Can you break down how token-level tracing actually works in modern LLM eval tools?

Token-level tracing captures prompt tokens, cached tokens, completion tokens, and reasoning tokens for each LLM call. Systems calculate cost based on actual consumption and model pricing. You see token usage at each span in the trace tree, showing which operations are expensive and where cached tokens save money.

Which is the best LLM eval platform for tracking traces?

Braintrust connects tracing to evaluation seamlessly. Production traces become eval cases with one click. The platform captures token-level tracing, step-level paths, timeline replay, and prompt-to-error tracing automatically. Eval results post to pull requests via GitHub Actions without exporting data.

What's the simplest QA stack for tracing agent workflows across multiple LLM calls?

Braintrust provides the simplest path. Install the SDK, wrap your LLM client, and automatic trace capture starts. Every agent run appears with timeline replay, step-level tracing, latency tracking, and error tracing. No manual instrumentation needed.

What tech stack helps PMs trace LLM errors to prompts?
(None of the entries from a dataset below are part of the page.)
impl SeaOrmStorage {
    /// 写入多条目记录
    pub async fn insert_entry_impl(&self, entry: NewEntry) -> Result<EvaluationEntry> {
        let now = chrono::Utc::now().timestamp();
        let payload = serde_json::to_string(&entry.payload)
            .map_err(|e| FacultyEvalError::serialization(format!("序列化提交内容失败: {e}")))?;

        let model = EntryActiveModel {
            user_id: Set(entry.user_id),
            category: Set(entry.category.to_string()),
            year: Set(entry.year),
            payload: Set(payload),
            research_type: Set(entry.research_type.map(|t| t.to_string())),
            publisher_kind: Set(entry.publisher_kind.map(|k| k.to_string())),
            created_at: Set(now),
            ..Default::default()
        };

        let result = model
            .insert(&self.db)
            .await
            .map_err(|e| FacultyEvalError::database_operation(format!("创建评估记录失败: {e}")))?;

        Ok(result.into_entry())
    }

    /// 写入单表单自评
    ///
    /// 重复提交不在应用层预查，由唯一索引一次写入裁决。
    pub async fn try_insert_form_impl(&self, form: NewForm) -> Result<EvaluationForm> {
        let now = chrono::Utc::now().timestamp();
        let criteria = serde_json::to_string(&form.criteria)
            .map_err(|e| FacultyEvalError::serialization(format!("序列化自评指标失败: {e}")))?;

        let model = FormActiveModel {
            user_id: Set(form.user_id),
            category: Set(form.category.to_string()),
            year: Set(form.year),
            criteria: Set(criteria),
            aspects_sum: Set(form.aspects_sum),
            submitted_at: Set(now),
            ..Default::default()
        };

        match model.insert(&self.db).await {
            Ok(result) => Ok(result.into_form()),
            Err(e) => {
                if matches!(
                    e.sql_err(),
                    Some(sea_orm::SqlErr::UniqueConstraintViolation(_))
                ) {
                    Err(FacultyEvalError::duplicate_submission(format!(
                        "用户 {} 在 {} 年已提交过 {}",
                        form.user_id, form.year, form.category
                    )))
                } else {
                    Err(FacultyEvalError::database_operation(format!(
                        "创建评估表单失败: {e}"
                    )))
                }
            }
        }
    }

    /// 施加打分叠加层
    ///
    /// 单条 UPDATE 带 evaluation_sum IS NULL 条件，并发打分至多一次生效；
    /// 影响行数为零时回读区分 AlreadyScored 与 NotFound。
    pub async fn apply_scoring_impl(
        &self,
        key: FormKey,
        scoring: ScoringUpdate,
    ) -> Result<EvaluationForm> {
        let now = chrono::Utc::now().timestamp();
        let criteria = serde_json::to_string(&scoring.criteria)
            .map_err(|e| FacultyEvalError::serialization(format!("序列化打分指标失败: {e}")))?;

        let result = EvaluationForms::update_many()
            .col_expr(FormColumn::EvaluationCriteria, Expr::value(criteria))
            .col_expr(FormColumn::EvaluationSum, Expr::value(scoring.evaluation_sum))
            .col_expr(FormColumn::ScoredBy, Expr::value(scoring.scored_by))
            .col_expr(FormColumn::ScoredAt, Expr::value(now))
            .filter(FormColumn::UserId.eq(key.user_id))
            .filter(FormColumn::Category.eq(key.category.to_string()))
            .filter(FormColumn::Year.eq(key.year))
            .filter(FormColumn::EvaluationSum.is_null())
            .exec(&self.db)
            .await
            .map_err(|e| FacultyEvalError::database_operation(format!("写入打分失败: {e}")))?;

        if result.rows_affected == 0 {
            return match self.get_form_impl(key).await? {
                Some(_) => Err(FacultyEvalError::already_scored(format!(
                    "用户 {} 的 {} 在 {} 年已被打分",
                    key.user_id, key.category, key.year
                ))),
                None => Err(FacultyEvalError::not_found(format!(
                    "用户 {} 在 {} 年没有 {} 自评",
                    key.user_id, key.year, key.category
                ))),
            };
        }

        self.get_form_impl(key).await?.ok_or_else(|| {
            FacultyEvalError::database_operation("打分后读取表单失败".to_string())
        })
    }

    /// 获取单表单
    pub async fn get_form_impl(&self, key: FormKey) -> Result<Option<EvaluationForm>> {
        let result = EvaluationForms::find()
            .filter(FormColumn::UserId.eq(key.user_id))
            .filter(FormColumn::Category.eq(key.category.to_string()))
            .filter(FormColumn::Year.eq(key.year))
            .one(&self.db)
            .await
            .map_err(|e| FacultyEvalError::database_operation(format!("查询评估表单失败: {e}")))?;

        Ok(result.map(|m| m.into_form()))
    }

    /// 在可见范围内列出单表单
    pub async fn list_forms_impl(
        &self,
        scope: &Scope,
        category: EvaluationCategory,
        year: i32,
    ) -> Result<Vec<EvaluationForm>> {
        let forms = EvaluationForms::find()
            .filter(FormColumn::Category.eq(category.to_string()))
            .filter(FormColumn::Year.eq(year))
            .filter(scope_condition(scope, FormColumn::UserId))
            .order_by_desc(FormColumn::SubmittedAt)
            .all(&self.db)
            .await
            .map_err(|e| FacultyEvalError::database_operation(format!("查询评估表单失败: {e}")))?;

        Ok(forms.into_iter().map(|m| m.into_form()).collect())
    }

    /// 在可见范围内列出多条目记录
    pub async fn list_entries_impl(
        &self,
        scope: &Scope,
        category: EvaluationCategory,
        year: i32,
    ) -> Result<Vec<EvaluationEntry>> {
        let entries = EvaluationEntries::find()
            .filter(EntryColumn::Category.eq(category.to_string()))
            .filter(EntryColumn::Year.eq(year))
            .filter(scope_condition(scope, EntryColumn::UserId))
            .order_by_desc(EntryColumn::CreatedAt)
            .all(&self.db)
            .await
            .map_err(|e| FacultyEvalError::database_operation(format!("查询评估记录失败: {e}")))?;

        Ok(entries.into_iter().map(|m| m.into_entry()).collect())
    }

    /// 某教师某年的全部单表单
    pub async fn list_user_forms_impl(&self, user_id: i64, year: i32) -> Result<Vec<EvaluationForm>> {
        let forms = EvaluationForms::find()
            .filter(FormColumn::UserId.eq(user_id))
            .filter(FormColumn::Year.eq(year))
            .order_by_asc(FormColumn::Category)
            .all(&self.db)
            .await
            .map_err(|e| FacultyEvalError::database_operation(format!("查询评估表单失败: {e}")))?;

        Ok(forms.into_iter().map(|m| m.into_form()).collect())
    }

    /// 某教师某年的全部多条目记录
    pub async fn list_user_entries_impl(
        &self,
        user_id: i64,
        year: i32,
    ) -> Result<Vec<EvaluationEntry>> {
        let entries = EvaluationEntries::find()
            .filter(EntryColumn::UserId.eq(user_id))
            .filter(EntryColumn::Year.eq(year))
            .order_by_asc(EntryColumn::Category)
            .order_by_desc(EntryColumn::CreatedAt)
            .all(&self.db)
            .await
            .map_err(|e| FacultyEvalError::database_operation(format!("查询评估记录失败: {e}")))?;

        Ok(entries.into_iter().map(|m| m.into_entry()).collect())
    }
}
Braintrust gives PMs and engineers a shared interface. The trace view shows which step broke, the exact prompt template, the variables, and the model response. Prompt-to-error tracing enables collaborative debugging without engineering bottlenecks.

How do I choose the right LLM tracing tool?

Evaluate on token-level and step-level detail, workflow tracing for multi-step agents, timeline replay for debugging, error tracing capabilities, and OpenTelemetry compatibility. Braintrust, if you need comprehensive tracing with evaluation. LangSmith, if you're all-in on LangChain. Langfuse, if you need open source.